# Required work
Print every record below exactly as written.

# Task inputs
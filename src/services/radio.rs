//! Adapter exclusivity lease
//!
//! Discovery scans and connection handshakes must not run against the
//! adapter at the same time. Each holds a `RadioClaim` for its duration;
//! the claim frees the radio when dropped, on every exit path.

use crate::domain::error::ScanError;
use parking_lot::Mutex;
use std::sync::Arc;
use tracing::debug;

#[derive(Debug, Clone, Copy, PartialEq, Eq)]
pub enum RadioUse {
    Idle,
    Discovering,
    Connecting,
}

impl RadioUse {
    pub fn as_str(&self) -> &'static str {
        match self {
            RadioUse::Idle => "idle",
            RadioUse::Discovering => "discovery in progress",
            RadioUse::Connecting => "connection attempt in progress",
        }
    }
}

#[derive(Debug, Clone)]
pub struct Radio {
    current: Arc<Mutex<RadioUse>>,
}

impl Default for Radio {
    fn default() -> Self {
        Self::new()
    }
}

impl Radio {
    pub fn new() -> Self {
        Self { current: Arc::new(Mutex::new(RadioUse::Idle)) }
    }

    /// Take the radio for `usage`, or report what already holds it
    pub fn try_claim(&self, usage: RadioUse) -> Result<RadioClaim, ScanError> {
        let mut current = self.current.lock();
        if *current != RadioUse::Idle {
            debug!(held_by = %current.as_str(), wanted = %usage.as_str(), "radio_busy");
            return Err(ScanError::RadioBusy(current.as_str()));
        }
        *current = usage;
        Ok(RadioClaim { radio: self.clone(), usage })
    }

    pub fn current(&self) -> RadioUse {
        *self.current.lock()
    }
}

#[derive(Debug)]
pub struct RadioClaim {
    radio: Radio,
    usage: RadioUse,
}

impl RadioClaim {
    pub fn usage(&self) -> RadioUse {
        self.usage
    }
}

impl Drop for RadioClaim {
    fn drop(&mut self) {
        let mut current = self.radio.current.lock();
        if *current == self.usage {
            *current = RadioUse::Idle;
        }
    }
}
//! Optical capture controller - camera visibility and decode intake
//!
//! `on_decode` is called from the camera stack's callback thread. It never
//! blocks: decodes are forwarded with `try_send` and only while the preview
//! is visible. Duplicate suppression is left to the arbiter.

use crate::domain::types::Symbology;
use crate::infra::metrics::Metrics;
use crate::io::camera::{CameraDecode, CameraDevice};
use std::sync::atomic::{AtomicBool, Ordering};
use std::sync::Arc;
use tokio::sync::mpsc::{self, error::TrySendError};
use tokio::sync::watch;
use tracing::{debug, info, trace, warn};

pub struct OpticalCaptureController {
    camera: Arc<dyn CameraDevice>,
    visible: AtomicBool,
    visible_tx: watch::Sender<bool>,
    symbologies: Vec<Symbology>,
    decode_tx: mpsc::Sender<CameraDecode>,
    metrics: Arc<Metrics>,
}

impl OpticalCaptureController {
    pub fn new(
        camera: Arc<dyn CameraDevice>,
        symbologies: Vec<Symbology>,
        decode_tx: mpsc::Sender<CameraDecode>,
        metrics: Arc<Metrics>,
    ) -> Self {
        camera.configure_symbologies(&symbologies);
        let (visible_tx, _) = watch::channel(false);
        Self {
            camera,
            visible: AtomicBool::new(false),
            visible_tx,
            symbologies,
            decode_tx,
            metrics,
        }
    }

    /// Show or hide the live preview. Synchronous, never suspends.
    pub fn set_visible(&self, visible: bool) {
        if self.visible.swap(visible, Ordering::SeqCst) == visible {
            return;
        }
        self.camera.set_streaming(visible);
        self.visible_tx.send_replace(visible);
        info!(visible = visible, "camera_visibility");
    }

    pub fn is_visible(&self) -> bool {
        self.visible.load(Ordering::SeqCst)
    }

    pub fn watch(&self) -> watch::Receiver<bool> {
        self.visible_tx.subscribe()
    }

    pub fn symbologies(&self) -> &[Symbology] {
        &self.symbologies
    }

    pub fn is_supported(&self, symbology: &Symbology) -> bool {
        self.symbologies.iter().any(|s| s.matches(symbology))
    }

    /// Decode callback from the camera stack. Returns whether the decode
    /// was queued for the arbiter.
    pub fn on_decode(&self, symbology: Symbology, payload: &str) -> bool {
        if !self.is_visible() {
            self.metrics.record_inactive_source_dropped();
            trace!(symbology = %symbology, "camera_decode_while_hidden");
            return false;
        }
        if !self.is_supported(&symbology) {
            self.metrics.record_unsupported_symbology();
            debug!(symbology = %symbology, "camera_symbology_unsupported");
            return false;
        }
        if payload.is_empty() {
            self.metrics.record_empty_payload();
            debug!(symbology = %symbology, "camera_empty_payload_dropped");
            return false;
        }

        match self.decode_tx.try_send(CameraDecode::new(symbology, payload)) {
            Ok(()) => true,
            Err(TrySendError::Full(decode)) => {
                self.metrics.record_channel_full();
                warn!(symbology = %decode.symbology, "camera_channel_full");
                false
            }
            Err(TrySendError::Closed(_)) => false,
        }
    }
}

# Answer to the problem
filename src/services/radio.rs
//! Adapter exclusivity lease
//!
//! Discovery scans and connection handshakes must not run against the
//! adapter at the same time. Each holds a `RadioClaim` for its duration;
//! the claim frees the radio when dropped, on every exit path.

use crate::domain::error::ScanError;
use parking_lot::Mutex;
use std::sync::Arc;
use tracing::debug;

#[derive(Debug, Clone, Copy, PartialEq, Eq)]
pub enum RadioUse {
    Idle,
    Discovering,
    Connecting,
}

impl RadioUse {
    pub fn as_str(&self) -> &'static str {
        match self {
            RadioUse::Idle => "idle",
            RadioUse::Discovering => "discovery in progress",
            RadioUse::Connecting => "connection attempt in progress",
        }
    }
}

#[derive(Debug, Clone)]
pub struct Radio {
    current: Arc<Mutex<RadioUse>>,
}

impl Default for Radio {
    fn default() -> Self {
        Self::new()
    }
}

impl Radio {
    pub fn new() -> Self {
        Self { current: Arc::new(Mutex::new(RadioUse::Idle)) }
    }

    /// Take the radio for `usage`, or report what already holds it
    pub fn try_claim(&self, usage: RadioUse) -> Result<RadioClaim, ScanError> {
        let mut current = self.current.lock();
        if *current != RadioUse::Idle {
            debug!(held_by = %current.as_str(), wanted = %usage.as_str(), "radio_busy");
            return Err(ScanError::RadioBusy(current.as_str()));
        }
        *current = usage;
        Ok(RadioClaim { radio: self.clone(), usage })
    }

    pub fn current(&self) -> RadioUse {
        *self.current.lock()
    }
}

#[derive(Debug)]
pub struct RadioClaim {
    radio: Radio,
    usage: RadioUse,
}

impl RadioClaim {
    pub fn usage(&self) -> RadioUse {
        self.usage
    }
}

impl Drop for RadioClaim {
    fn drop(&mut self) {
        let mut current = self.radio.current.lock();
        if *current == self.usage {
            *current = RadioUse::Idle;
        }
    }
}
//! Optical capture controller - camera visibility and decode intake
//!
//! `on_decode` is called from the camera stack's callback thread. It never
//! blocks: decodes are forwarded with `try_send` and only while the preview
//! is visible. Duplicate suppression is left to the arbiter.

use crate::domain::types::Symbology;
use crate::infra::metrics::Metrics;
use crate::io::camera::{CameraDecode, CameraDevice};
use std::sync::atomic::{AtomicBool, Ordering};
use std::sync::Arc;
use tokio::sync::mpsc::{self, error::TrySendError};
use tokio::sync::watch;
use tracing::{debug, info, trace, warn};

pub struct OpticalCaptureController {
    camera: Arc<dyn CameraDevice>,
    visible: AtomicBool,
    visible_tx: watch::Sender<bool>,
    symbologies: Vec<Symbology>,
    decode_tx: mpsc::Sender<CameraDecode>,
    metrics: Arc<Metrics>,
}

impl OpticalCaptureController {
    pub fn new(
        camera: Arc<dyn CameraDevice>,
        symbologies: Vec<Symbology>,
        decode_tx: mpsc::Sender<CameraDecode>,
        metrics: Arc<Metrics>,
    ) -> Self {
        camera.configure_symbologies(&symbologies);
        let (visible_tx, _) = watch::channel(false);
        Self {
            camera,
            visible: AtomicBool::new(false),
            visible_tx,
            symbologies,
            decode_tx,
            metrics,
        }
    }

    /// Show or hide the live preview. Synchronous, never suspends.
    pub fn set_visible(&self, visible: bool) {
        if self.visible.swap(visible, Ordering::SeqCst) == visible {
            return;
        }
        self.camera.set_streaming(visible);
        self.visible_tx.send_replace(visible);
        info!(visible = visible, "camera_visibility");
    }

    pub fn is_visible(&self) -> bool {
        self.visible.load(Ordering::SeqCst)
    }

    pub fn watch(&self) -> watch::Receiver<bool> {
        self.visible_tx.subscribe()
    }

    pub fn symbologies(&self) -> &[Symbology] {
        &self.symbologies
    }

    pub fn is_supported(&self, symbology: &Symbology) -> bool {
        self.symbologies.iter().any(|s| s.matches(symbology))
    }

    /// Decode callback from the camera stack. Returns whether the decode
    /// was queued for the arbiter.
    pub fn on_decode(&self, symbology: Symbology, payload: &str) -> bool {
        if !self.is_visible() {
            self.metrics.record_inactive_source_dropped();
            trace!(symbology = %symbology, "camera_decode_while_hidden");
            return false;
        }
        if !self.is_supported(&symbology) {
            self.metrics.record_unsupported_symbology();
            debug!(symbology = %symbology, "camera_symbology_unsupported");
            return false;
        }
        if payload.is_empty() {
            self.metrics.record_empty_payload();
            debug!(symbology = %symbology, "camera_empty_payload_dropped");
            return false;
        }

        match self.decode_tx.try_send(CameraDecode::new(symbology, payload)) {
            Ok(()) => true,
            Err(TrySendError::Full(decode)) => {
                self.metrics.record_channel_full();
                warn!(symbology = %decode.symbology, "camera_channel_full");
                false
            }
            Err(TrySendError::Closed(_)) => false,
        }
    }
}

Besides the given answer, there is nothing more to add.